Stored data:

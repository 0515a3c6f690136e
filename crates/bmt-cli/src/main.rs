use clap::Parser;
use tracing_subscriber::filter::LevelFilter;

mod cli;
mod commands;

fn main() -> anyhow::Result<()> {
    let cli = cli::Cli::parse();
    let level = if cli.verbose {
        LevelFilter::DEBUG
    } else {
        LevelFilter::WARN
    };
    tracing_subscriber::fmt()
        .with_max_level(level)
        .with_writer(std::io::stderr)
        .init();
    commands::run_command(cli)
}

• [INSTRUCTIONS FOR THE TASK]:
Every record above must be printed again exactly.

• [EXERCISE ANSWER]:
repository 0515a3c6f690136e
filename crates/bmt-cli/src/main.rs
use clap::Parser;
use tracing_subscriber::filter::LevelFilter;

mod cli;
mod commands;

fn main() -> anyhow::Result<()> {
    let cli = cli::Cli::parse();
    let level = if cli.verbose {
        LevelFilter::DEBUG
    } else {
        LevelFilter::WARN
    };
    tracing_subscriber::fmt()
        .with_max_level(level)
        .with_writer(std::io::stderr)
        .init();
    commands::run_command(cli)
}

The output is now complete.